Though he leapt at the last second and evaded entanglement, Adrian failed to block a Stupefy that burst silently from Borgin's wand behind him.
Fortunately, the magical protection woven into Adrian's custom-tailored Wizard Robes—purchased during his earlier quest in Knockturn Alley—absorbed the blunt of the Stunning Spell. Though momentarily winded, he remained conscious. The unexpected resistance left Borgin stunned for a second time. Cursing under his breath, the shopkeeper conjured a short-range Protego barrier, a transparent magical shield forming before him for defense.

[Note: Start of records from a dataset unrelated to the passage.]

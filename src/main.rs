#![cfg_attr(not(debug_assertions), windows_subsystem = "windows")] // hide console window on Windows in release

fn main() -> eframe::Result {
    env_logger::init(); // Log to stderr (if you run with `RUST_LOG=debug`).

    let native_options = eframe::NativeOptions {
        viewport: egui::ViewportBuilder::default()
            .with_inner_size([1200.0, 800.0])
            .with_min_inner_size([640.0, 480.0]),
        ..Default::default()
    };
    eframe::run_native(
        "paintboard",
        native_options,
        Box::new(|cc| Ok(Box::new(paintboard::PaintApp::new(cc)))),
    )
}
//! Repaints layer surfaces from a history entry's snapshot set, and replays
//! object logs for the action kinds that are undone by flipping tombstones
//! rather than by snapshot restore.

use crate::history::HistoryEntry;
use crate::layer::Layer;
use crate::raster;
use crate::snapshot::Snapshot;
use crate::surface::{Surface, SurfaceRegistry};
use ab_glyph::FontArc;

/// Restore every layer's surface from the snapshot set of one history
/// entry. Layers without a snapshot in the entry are cleared only.
///
/// Idempotent: repeating the call with the same entry yields the same
/// pixels.
pub fn redraw(registry: &mut SurfaceRegistry, layers: &[Layer], entry: &HistoryEntry) {
    for layer in layers {
        let Some(surface) = registry.get_mut(layer.id) else {
            log::debug!("redraw: no surface for layer {}, skipping", layer.id);
            continue;
        };
        let token = surface.begin_redraw();
        restore_layer(surface, entry.snapshots.get(&layer.id), token);
    }
}

/// Restore one surface from an optional snapshot under a redraw token.
///
/// The decode is the suspension point: when a newer redraw has begun by the
/// time the decoded pixels would be applied, the token is stale and the
/// result is dropped, so a rapid undo/redo burst cannot apply an older
/// frame over a newer one. Returns whether the surface was written.
pub fn restore_layer(surface: &mut Surface, snapshot: Option<&Snapshot>, token: u64) -> bool {
    match snapshot {
        Some(snapshot) if !snapshot.is_empty() => {
            let decoded = match snapshot.decode() {
                Ok(img) => img,
                Err(err) => {
                    log::warn!("redraw: snapshot decode failed: {err}");
                    return false;
                }
            };
            if !surface.is_current(token) {
                log::debug!("redraw: superseded decode dropped");
                return false;
            }
            surface.clear();
            raster::blit_scaled(surface, &decoded);
            true
        }
        _ => {
            if !surface.is_current(token) {
                return false;
            }
            surface.clear();
            true
        }
    }
}

/// Repaint one layer's surface from its object log: clear, then draw every
/// object visible at `pointer` in commit order. Used when an erase or
/// layer-clear entry is undone/redone by restoring tombstoned objects
/// instead of replaying a snapshot.
pub fn replay_objects(
    surface: &mut Surface,
    layer: &Layer,
    pointer: usize,
    font: Option<&FontArc>,
) {
    surface.begin_redraw();
    surface.clear();
    for obj in layer.visible_objects(pointer) {
        raster::draw_drawable(surface, obj, font);
    }
}

#[cfg(test)]
mod tests {
    use super::*;
    use image::{Rgba, RgbaImage};

    fn red_snapshot(w: u32, h: u32) -> Snapshot {
        let img = RgbaImage::from_pixel(w, h, Rgba([255, 0, 0, 255]));
        Snapshot::encode(&img).unwrap()
    }

    #[test]
    fn restore_applies_with_a_current_token() {
        let mut surface = Surface::new(4, 4, 1.0);
        let snap = red_snapshot(4, 4);
        let token = surface.begin_redraw();
        assert!(restore_layer(&mut surface, Some(&snap), token));
        assert_eq!(surface.image().get_pixel(1, 1).0, [255, 0, 0, 255]);
    }

    #[test]
    fn superseded_token_drops_its_decode() {
        let mut surface = Surface::new(4, 4, 1.0);
        let red = red_snapshot(4, 4);
        let stale = surface.begin_redraw();
        // A newer redraw begins before the first one applies its pixels.
        let current = surface.begin_redraw();
        assert!(!restore_layer(&mut surface, Some(&red), stale));
        assert!(surface.image().pixels().all(|p| p[3] == 0));
        // The newer redraw still lands.
        assert!(restore_layer(&mut surface, Some(&red), current));
        assert_eq!(surface.image().get_pixel(1, 1).0, [255, 0, 0, 255]);
    }

    #[test]
    fn stale_token_cannot_clear_either() {
        let mut surface = Surface::new(4, 4, 1.0);
        let red = red_snapshot(4, 4);
        let token = surface.begin_redraw();
        restore_layer(&mut surface, Some(&red), token);
        let stale = token;
        surface.begin_redraw();
        assert!(!restore_layer(&mut surface, None, stale));
        assert_eq!(surface.image().get_pixel(1, 1).0, [255, 0, 0, 255]);
    }
}
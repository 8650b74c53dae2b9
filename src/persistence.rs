//! Saving and restoring the whole workspace as JSON on disk.

use crate::project::Workspace;
use crate::util::time;
use serde::{Deserialize, Serialize};
use std::fs;
use std::path::{Path, PathBuf};
use thiserror::Error;

/// Errors that can occur during workspace persistence operations
#[derive(Debug, Error)]
pub enum PersistenceError {
    #[error("failed to serialize workspace: {0}")]
    Serialization(#[from] serde_json::Error),

    #[error("failed to write workspace: {0}")]
    Write(#[from] std::io::Error),

    #[error("failed to read workspace file: {0}")]
    Read(String),
}

pub type PersistenceResult<T> = Result<T, PersistenceError>;

/// A serializable capture of the workspace: every project with its layers,
/// object logs and history. Live surfaces are not stored; they are rebuilt
/// from layer snapshots on load.
#[derive(Debug, Clone, Serialize, Deserialize)]
pub struct WorkspaceSnapshot {
    pub workspace: Workspace,
    /// Seconds since the UNIX epoch when the snapshot was taken
    pub timestamp: u64,
    /// Crate version that wrote the snapshot
    pub version: String,
}

impl WorkspaceSnapshot {
    pub fn new(workspace: &Workspace) -> Self {
        Self {
            workspace: workspace.clone(),
            timestamp: time::timestamp_secs(),
            version: env!("CARGO_PKG_VERSION").to_string(),
        }
    }

    pub fn restore(self) -> Workspace {
        if self.version != env!("CARGO_PKG_VERSION") {
            log::warn!(
                "workspace snapshot written by version {}, running {}",
                self.version,
                env!("CARGO_PKG_VERSION")
            );
        }
        self.workspace
    }
}

/// Manages workspace save files and rotating autosaves in one directory.
#[derive(Debug, Clone)]
pub struct WorkspaceStore {
    dir: PathBuf,
    max_autosaves: usize,
}

impl WorkspaceStore {
    pub fn new(dir: impl Into<PathBuf>) -> Self {
        Self {
            dir: dir.into(),
            max_autosaves: 5,
        }
    }

    fn path_for(&self, name: &str) -> PathBuf {
        self.dir.join(format!("{name}.json"))
    }

    /// Save a snapshot under a name, creating the directory if needed.
    pub fn save(&self, workspace: &Workspace, name: &str) -> PersistenceResult<()> {
        let snapshot = WorkspaceSnapshot::new(workspace);
        fs::create_dir_all(&self.dir)?;
        let json = serde_json::to_string_pretty(&snapshot)?;
        fs::write(self.path_for(name), json)?;
        Ok(())
    }

    pub fn load(&self, name: &str) -> PersistenceResult<WorkspaceSnapshot> {
        let json = fs::read_to_string(self.path_for(name))
            .map_err(|e| PersistenceError::Read(e.to_string()))?;
        Ok(serde_json::from_str(&json)?)
    }

    /// Write a timestamped autosave and prune the oldest ones past the
    /// retention limit.
    pub fn autosave(&self, workspace: &Workspace) -> PersistenceResult<()> {
        self.save(workspace, &format!("autosave_{}", time::timestamp_secs()))?;
        self.prune_autosaves()
    }

    fn prune_autosaves(&self) -> PersistenceResult<()> {
        let mut autosaves: Vec<_> = fs::read_dir(&self.dir)?
            .filter_map(|entry| entry.ok())
            .filter(|entry| entry.file_name().to_string_lossy().starts_with("autosave_"))
            .collect();
        autosaves.sort_by_key(|entry| {
            entry
                .metadata()
                .and_then(|meta| meta.modified())
                .unwrap_or(std::time::SystemTime::UNIX_EPOCH)
        });
        while autosaves.len() > self.max_autosaves {
            let oldest = autosaves.remove(0);
            fs::remove_file(oldest.path())?;
        }
        Ok(())
    }

    /// Most recently modified autosave file name, if any.
    pub fn find_latest_autosave(&self) -> PersistenceResult<Option<String>> {
        if !Path::new(&self.dir).exists() {
            return Ok(None);
        }
        let mut latest: Option<(std::time::SystemTime, String)> = None;
        for entry in fs::read_dir(&self.dir)? {
            let entry = entry?;
            let name = entry.file_name().to_string_lossy().into_owned();
            if !name.starts_with("autosave_") {
                continue;
            }
            if let Ok(modified) = entry.metadata().and_then(|m| m.modified()) {
                if latest.as_ref().is_none_or(|(t, _)| modified > *t) {
                    latest = Some((modified, name));
                }
            }
        }
        Ok(latest.map(|(_, name)| name.trim_end_matches(".json").to_string()))
    }
}

#[cfg(test)]
mod tests {
    use super::*;

    #[test]
    fn save_load_round_trip() {
        let dir = std::env::temp_dir().join(format!("paintboard-store-{}", uuid::Uuid::new_v4()));
        let store = WorkspaceStore::new(&dir);
        let mut workspace = Workspace::new();
        workspace.create_project("Sketch", 640, 480).unwrap();

        store.save(&workspace, "manual").unwrap();
        let restored = store.load("manual").unwrap().restore();
        assert_eq!(restored, workspace);

        fs::remove_dir_all(dir).unwrap();
    }

    #[test]
    fn latest_autosave_on_empty_dir_is_none() {
        let dir = std::env::temp_dir().join(format!("paintboard-store-{}", uuid::Uuid::new_v4()));
        let store = WorkspaceStore::new(&dir);
        assert!(store.find_latest_autosave().unwrap().is_none());
    }
}
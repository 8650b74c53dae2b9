use crate::error::{EditorError, EditorResult};
use crate::history::History;
use crate::layer::Layer;
use crate::snapshot::Snapshot;
use crate::util::time;
use serde::{Deserialize, Serialize};
use uuid::Uuid;

/// Name given to the base layer every project starts with.
pub const BASE_LAYER_NAME: &str = "Background";

/// A fixed-size canvas with its layers and history. A project exclusively
/// owns both; deleting it drops them with it.
#[derive(Debug, Clone, PartialEq, Serialize, Deserialize)]
pub struct Project {
    pub id: Uuid,
    pub name: String,
    pub width: u32,
    pub height: u32,
    /// Thumbnail captured by the preview scheduler
    pub preview: Option<Snapshot>,
    /// Seconds since the UNIX epoch at creation
    pub created_at: u64,
    pub layers: Vec<Layer>,
    pub history: History,
}

impl Project {
    pub fn new(name: &str, width: u32, height: u32) -> Self {
        Self {
            id: Uuid::new_v4(),
            name: name.to_string(),
            width,
            height,
            preview: None,
            created_at: time::timestamp_secs(),
            layers: vec![Layer::new_base(BASE_LAYER_NAME)],
            history: History::new(),
        }
    }

    pub fn layer(&self, layer_id: Uuid) -> EditorResult<&Layer> {
        self.layers
            .iter()
            .find(|l| l.id == layer_id)
            .ok_or(EditorError::UnknownLayer(layer_id))
    }

    pub fn layer_mut(&mut self, layer_id: Uuid) -> EditorResult<&mut Layer> {
        self.layers
            .iter_mut()
            .find(|l| l.id == layer_id)
            .ok_or(EditorError::UnknownLayer(layer_id))
    }

    pub fn base_layer(&self) -> &Layer {
        // Constructed with exactly one base layer, which is never deletable.
        self.layers
            .iter()
            .find(|l| l.is_base)
            .expect("project has a base layer")
    }

    /// The next z index for a freshly added layer: one above the current top.
    pub fn next_z_index(&self) -> i32 {
        self.layers.iter().map(|l| l.z_index).max().unwrap_or(0) + 1
    }

    /// Drop objects committed past the current history pointer on every
    /// layer. Runs when an append is about to truncate the redo tail.
    pub fn purge_future_objects(&mut self) {
        let pointer = self.history.pointer();
        for layer in &mut self.layers {
            layer.purge_future_objects(pointer);
        }
    }
}

fn valid_name(name: &str) -> bool {
    !name.trim().is_empty()
        && name
            .chars()
            .all(|c| c.is_alphanumeric() || c == ' ' || c == '-' || c == '_')
}

/// The project directory: an ordered collection of projects plus the
/// active-project and active-layer pointers. The active layer, when set,
/// always references a layer of the active project.
#[derive(Debug, Clone, Default, PartialEq, Serialize, Deserialize)]
pub struct Workspace {
    pub projects: Vec<Project>,
    pub active_project: Option<Uuid>,
    pub active_layer: Option<Uuid>,
}

impl Workspace {
    pub fn new() -> Self {
        Self::default()
    }

    /// Create a project after validating its name (unique within the
    /// workspace, restricted charset) and dimensions (positive). The new
    /// project becomes active with its base layer selected.
    pub fn create_project(&mut self, name: &str, width: u32, height: u32) -> EditorResult<Uuid> {
        if !valid_name(name) {
            return Err(EditorError::InvalidProjectName(name.to_string()));
        }
        if self.projects.iter().any(|p| p.name == name) {
            return Err(EditorError::DuplicateProjectName(name.to_string()));
        }
        if width == 0 || height == 0 {
            return Err(EditorError::InvalidDimensions { width, height });
        }
        let project = Project::new(name, width, height);
        let id = project.id;
        let base = project.base_layer().id;
        self.projects.push(project);
        self.active_project = Some(id);
        self.active_layer = Some(base);
        Ok(id)
    }

    /// Delete a project, cascading its layers and history. Clears the
    /// active pointers if they referenced it.
    pub fn delete_project(&mut self, project_id: Uuid) -> EditorResult<Project> {
        let idx = self
            .projects
            .iter()
            .position(|p| p.id == project_id)
            .ok_or(EditorError::UnknownProject(project_id))?;
        let removed = self.projects.remove(idx);
        if self.active_project == Some(project_id) {
            self.active_project = self.projects.first().map(|p| p.id);
            self.active_layer = self.projects.first().map(|p| p.base_layer().id);
        }
        Ok(removed)
    }

    pub fn project(&self, project_id: Uuid) -> EditorResult<&Project> {
        self.projects
            .iter()
            .find(|p| p.id == project_id)
            .ok_or(EditorError::UnknownProject(project_id))
    }

    pub fn project_mut(&mut self, project_id: Uuid) -> EditorResult<&mut Project> {
        self.projects
            .iter_mut()
            .find(|p| p.id == project_id)
            .ok_or(EditorError::UnknownProject(project_id))
    }

    pub fn active_project(&self) -> EditorResult<&Project> {
        let id = self.active_project.ok_or(EditorError::NoActiveProject)?;
        self.project(id)
    }

    pub fn active_project_mut(&mut self) -> EditorResult<&mut Project> {
        let id = self.active_project.ok_or(EditorError::NoActiveProject)?;
        self.project_mut(id)
    }

    pub fn set_active_project(&mut self, project_id: Uuid) -> EditorResult<()> {
        let base = self.project(project_id)?.base_layer().id;
        self.active_project = Some(project_id);
        self.active_layer = Some(base);
        Ok(())
    }

    pub fn active_layer(&self) -> EditorResult<&Layer> {
        let layer_id = self.active_layer.ok_or(EditorError::NoActiveLayer)?;
        self.active_project()?.layer(layer_id)
    }

    /// Point tool input at another layer of the active project.
    pub fn set_active_layer(&mut self, layer_id: Uuid) -> EditorResult<()> {
        self.active_project()?.layer(layer_id)?;
        self.active_layer = Some(layer_id);
        Ok(())
    }

    /// History selectors, fail-fast on unknown project ids: a missing stack
    /// means the caller holds a stale id.
    pub fn history(&self, project_id: Uuid) -> EditorResult<&History> {
        Ok(&self.project(project_id)?.history)
    }

    pub fn history_mut(&mut self, project_id: Uuid) -> EditorResult<&mut History> {
        Ok(&mut self.project_mut(project_id)?.history)
    }

    pub fn is_undo_active(&self, project_id: Uuid) -> EditorResult<bool> {
        Ok(self.history(project_id)?.is_undo_active())
    }

    pub fn is_redo_active(&self, project_id: Uuid) -> EditorResult<bool> {
        Ok(self.history(project_id)?.is_redo_active())
    }
}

This brief pause gave Adrian just the window he needed. Bursting from the top of the stairwell, he triggered the emergency activation charm on his MiaoMiao Wizard Robes—a rare magical item imbued with single-use escape spells—and vanished from the corridor in a blink.
He emerged moments later in the dazzling sunlight of Diagon Alley, breathless but safe. The shadows of Knockturn Alley, with its foul aura and haunted corridors, were now behind him. Adrian walked briskly away, sunlight streaking across his shoulders. Given that the only victim in this incident was Borgin—a notorious dark artifact trafficker—Adrian felt little guilt. He told himself that one day, once he had the strength to defend himself properly, he'd pay back this debt. Somehow.
"Congratulations to the host for obtaining the Magic Orb of the Goddess of Fortune," the system intoned in his mind. "This artifact can dispel certain classes of curses and lingering magical effects. Remaining mission time: 13 hours and 43 minutes."
Time was running short. Adrian pulled up the mental quest map—his eyes widened in disbelief. The second target, the Cursed Zombie, had moved again. But this time, it was showing up in the Muggle world—specifically, Baker Street Station in central London.
Acting fast, Adrian hailed a taxi to the nearest Underground stop and transferred trains toward Baker Street. Upon arrival, he immediately recognized the historic site. Mounted near the platform entrance was a burnished copper nameplate: "This platform is part of the world's first underground railway, opened in 1863."
Unlike most London Tube platforms plastered with advertisements, Baker Street had preserved its history. Posters above the seating areas vividly portrayed scenes from the Victorian-era launch of the Underground, transforming the platform into a living museum of Muggle transit.
But Adrian didn't have the luxury of lingering. His eyes flicked back to the map—the zombie's icon had moved again.
For a second, he hesitated. Should he keep pursuing? The target was mobile now, and tracking it in the Muggle world without exposure would be risky.
Then, as he glanced down at the small fold-out subway guide he'd grabbed earlier—a typical London Underground map, printed just a bit longer than B5 size—his thoughts sharpened. The zombie's movement was not random. The icon was moving in exact sync with the Tube lines.
"They're using the Muggle Underground?" Adrian whispered in disbelief.